**REQUIRED WORK:** Of the lines below, report only those that contain "usize".
DATA SECTION section start
//! mockgen CLI entry point

fn main() {
    // Initialize structured logging with env-based filter, defaulting to info
    let _ = tracing_subscriber::fmt()
        .with_env_filter(
            tracing_subscriber::EnvFilter::try_from_default_env()
                .unwrap_or_else(|_| tracing_subscriber::EnvFilter::new("info")),
        )
        .with_writer(std::io::stderr)
        .try_init();

    mockgen::cli::run();
}
//! Indented element-tree outline, built with a [`Visitor`].

use std::fmt::Write;

use mockgen_syntax::ast::*;

/// Rendering options for [`render_outline_with`].
#[derive(Debug, Clone, Copy, Default, PartialEq, Eq)]
pub struct OutlineOptions {
    /// Append each element's byte range.
    pub spans: bool,
    /// Skip type identifiers, parameters and accessor blocks.
    pub declarations_only: bool,
}

/// Render `file` as one line per element, two spaces of indent per level.
pub fn render_outline(file: &File) -> String {
    render_outline_with(file, OutlineOptions::default())
}

pub fn render_outline_with(file: &File, options: OutlineOptions) -> String {
    let mut outline = Outline {
        options,
        out: String::new(),
        pending: Vec::new(),
    };
    file.accept(&mut outline);
    outline.out
}

struct Outline {
    options: OutlineOptions,
    out: String,
    /// Children still to be visited, one counter per open ancestor.
    pending: Vec<usize>,
}

impl Outline {
    fn enter(&mut self, element: ElementRef<'_>) -> usize {
        let depth = self.pending.len();
        if let Some(remaining) = self.pending.last_mut() {
            *remaining = remaining.saturating_sub(1);
        }
        let children = element.children().len();
        if children > 0 {
            self.pending.push(children);
        } else {
            while self.pending.last() == Some(&0) {
                self.pending.pop();
            }
        }
        depth
    }

    fn is_detail(element: ElementRef<'_>) -> bool {
        matches!(
            element,
            ElementRef::TypeIdentifier(_) | ElementRef::MethodParameter(_) | ElementRef::GetterSetterKeywordBlock(_)
        )
    }
}

impl<'ast> Visitor<'ast> for Outline {
    fn visit_element(&mut self, element: ElementRef<'ast>) {
        let depth = self.enter(element);
        if self.options.declarations_only && Self::is_detail(element) {
            return;
        }
        let _ = write!(self.out, "{:indent$}{}", "", describe(element), indent = depth * 2);
        if self.options.spans {
            let span = element.span();
            let _ = write!(self.out, " [{}..{}]", span.start, span.end);
        }
        self.out.push('\n');
    }
}

/// One-line description of an element.
pub fn describe(element: ElementRef<'_>) -> String {
    let mut line = element.kind_name().to_string();
    match element {
        ElementRef::File(file) => {
            let _ = write!(line, " ({} declarations)", file.declarations.len());
        }
        ElementRef::TypeDeclaration(decl) => {
            let _ = write!(line, " {}", decl.name);
        }
        ElementRef::FunctionDeclaration(decl) => {
            let _ = write!(line, " {}", decl.name);
            if decl.is_static {
                line.push_str(" static");
            }
            if decl.throws {
                line.push_str(" throws");
            }
        }
        ElementRef::MethodParameter(param) => {
            match param.argument_label() {
                Some(label) if label != param.local_name => {
                    let _ = write!(line, " {} {}", label, param.local_name);
                }
                Some(_) => {
                    let _ = write!(line, " {}", param.local_name);
                }
                None => {
                    let _ = write!(line, " _ {}", param.local_name);
                }
            }
            if param.variadic {
                line.push_str("...");
            }
            if let Some(default) = &param.default_value {
                let _ = write!(line, " = {}", default);
            }
        }
        ElementRef::VariableDeclaration(decl) => {
            let _ = write!(line, " {}", decl.name);
            if !decl.type_name.is_empty() {
                let _ = write!(line, ": {}", decl.type_name);
            }
            if let Some(ownership) = decl.ownership {
                let _ = write!(line, " {}", ownership);
            }
            if decl.is_static {
                line.push_str(" static");
            }
            if !decl.is_writable {
                line.push_str(" readonly");
            }
        }
        ElementRef::SubscriptDeclaration(decl) => {
            if !decl.is_writable {
                line.push_str(" readonly");
            }
        }
        ElementRef::GetterSetterKeywordBlock(block) => {
            line.push_str(if block.is_writable { " get set" } else { " get" });
        }
        ElementRef::TypeIdentifier(ty) => {
            let _ = write!(line, " {}", ty.name);
        }
        ElementRef::SelfExpression(expr) => {
            let _ = write!(line, " {:?}", expr.kind);
        }
    }
    line
}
DATA SECTION section end
**SOLUTION FOR THIS TASK:**
    pending: Vec<usize>,
    fn enter(&mut self, element: ElementRef<'_>) -> usize {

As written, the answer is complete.